use std::fmt::Display;
use std::ops::RangeInclusive;
use std::path::PathBuf;
use std::str::FromStr;

use tracing::warn;

use crate::engine::SchedulingPolicy;
use crate::limits::MAX_GENERATION_WEEKS;
use crate::messages::Locale;

/// Process configuration, read once from `CLASSBOOK_*` environment variables.
#[derive(Debug, Clone)]
pub struct Config {
    pub bind: String,
    pub port: u16,
    pub data_dir: PathBuf,
    pub users_file: Option<PathBuf>,
    pub metrics_port: Option<u16>,
    pub compact_threshold: u64,
    pub reschedule_limit: u32,
    pub txn_retries: u32,
    pub generation_weeks: u32,
    pub availability_days: u32,
    pub locale: Locale,
}

impl Default for Config {
    fn default() -> Self {
        Self {
            bind: "0.0.0.0".into(),
            port: 8080,
            data_dir: PathBuf::from("./data"),
            users_file: None,
            metrics_port: None,
            compact_threshold: 1000,
            reschedule_limit: 2,
            txn_retries: 3,
            generation_weeks: 8,
            availability_days: 28,
            locale: Locale::PtBr,
        }
    }
}

impl Config {
    pub fn from_env() -> Self {
        Self::from_lookup(|key| std::env::var(key).ok())
    }

    fn from_lookup(get: impl Fn(&str) -> Option<String>) -> Self {
        let d = Config::default();
        Self {
            bind: get("CLASSBOOK_BIND").unwrap_or(d.bind),
            port: parsed(&get, "CLASSBOOK_PORT").unwrap_or(d.port),
            data_dir: get("CLASSBOOK_DATA_DIR").map(PathBuf::from).unwrap_or(d.data_dir),
            users_file: get("CLASSBOOK_USERS_FILE").map(PathBuf::from),
            metrics_port: parsed(&get, "CLASSBOOK_METRICS_PORT"),
            compact_threshold: parsed(&get, "CLASSBOOK_COMPACT_THRESHOLD")
                .unwrap_or(d.compact_threshold),
            reschedule_limit: parsed(&get, "CLASSBOOK_RESCHEDULE_LIMIT")
                .unwrap_or(d.reschedule_limit),
            txn_retries: parsed(&get, "CLASSBOOK_TXN_RETRIES").unwrap_or(d.txn_retries),
            generation_weeks: parsed_in(&get, "CLASSBOOK_GENERATION_WEEKS", 1..=MAX_GENERATION_WEEKS)
                .unwrap_or(d.generation_weeks),
            availability_days: parsed(&get, "CLASSBOOK_AVAILABILITY_DAYS")
                .unwrap_or(d.availability_days),
            locale: get("CLASSBOOK_LOCALE")
                .and_then(|v| Locale::parse(&v))
                .unwrap_or(d.locale),
        }
    }

    pub fn wal_path(&self) -> PathBuf {
        self.data_dir.join("classbook.wal")
    }

    pub fn policy(&self) -> SchedulingPolicy {
        SchedulingPolicy {
            student_reschedule_limit: self.reschedule_limit,
            max_txn_retries: self.txn_retries,
            generation_weeks: self.generation_weeks,
            availability_days: self.availability_days,
            locale: self.locale,
        }
    }
}

fn parsed<T: FromStr>(get: &impl Fn(&str) -> Option<String>, key: &str) -> Option<T> {
    let raw = get(key)?;
    match raw.parse() {
        Ok(v) => Some(v),
        Err(_) => {
            warn!("ignoring {key}={raw:?}: not a valid value");
            None
        }
    }
}

/// Like [`parsed`], but values outside `range` fall back to the default too.
fn parsed_in<T>(
    get: &impl Fn(&str) -> Option<String>,
    key: &str,
    range: RangeInclusive<T>,
) -> Option<T>
where
    T: FromStr + PartialOrd + Display,
{
    let value = parsed(get, key)?;
    if !range.contains(&value) {
        warn!(
            "ignoring {key}={value}: must be between {} and {}",
            range.start(),
            range.end()
        );
        return None;
    }
    Some(value)
}
//! Weekly template maintenance and the bulk lesson paths behind it.
//!
//! Generation and deletion are chunked: each chunk of `BULK_CHUNK_SIZE`
//! lessons is its own transaction, and a failed chunk does not undo the
//! chunks before it. Callers get counts, not all-or-nothing.

use std::collections::BTreeMap;

use chrono::{NaiveDate, NaiveTime, Weekday};
use tracing::{info, warn};
use ulid::Ulid;

use crate::auth::require_staff;
use crate::limits::*;
use crate::messages::Notice;
use crate::model::*;
use crate::observability::BULK_DELETED_TOTAL;
use crate::recurrence::{expand, WeeklyRule};

use super::conflict::{
    check_booking, template_entries_overlap, validate_duration, validate_same_day, BookingCheck,
    Rejection,
};
use super::mutations::{new_lesson, validate_language};
use super::{ledger, Engine, Outcome, SchedulingError, TxnPlan};

#[derive(Debug, Clone)]
pub struct NewTemplateEntry {
    pub teacher_id: Ulid,
    pub day: Weekday,
    pub hour: NaiveTime,
    pub duration_minutes: u32,
    pub language: String,
}

/// Date bound of a bulk deletion. Ranges include `to`.
#[derive(Debug, Clone, Copy, PartialEq, Eq)]
pub enum DeleteScope {
    FromDate(NaiveDate),
    DateRange(NaiveDate, NaiveDate),
}

#[derive(Debug, Clone, PartialEq, Eq)]
pub struct SkippedOccurrence {
    pub entry_id: Ulid,
    pub scheduled_at: Ms,
    pub reason: Rejection,
}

> What you need to do: A complete answer lists every line of the listing above that holds the word "crate".

> Completed task:
use crate::engine::SchedulingPolicy;
use crate::limits::MAX_GENERATION_WEEKS;
use crate::messages::Locale;
use crate::auth::require_staff;
use crate::limits::*;
use crate::messages::Notice;
use crate::model::*;
use crate::observability::BULK_DELETED_TOTAL;
use crate::recurrence::{expand, WeeklyRule};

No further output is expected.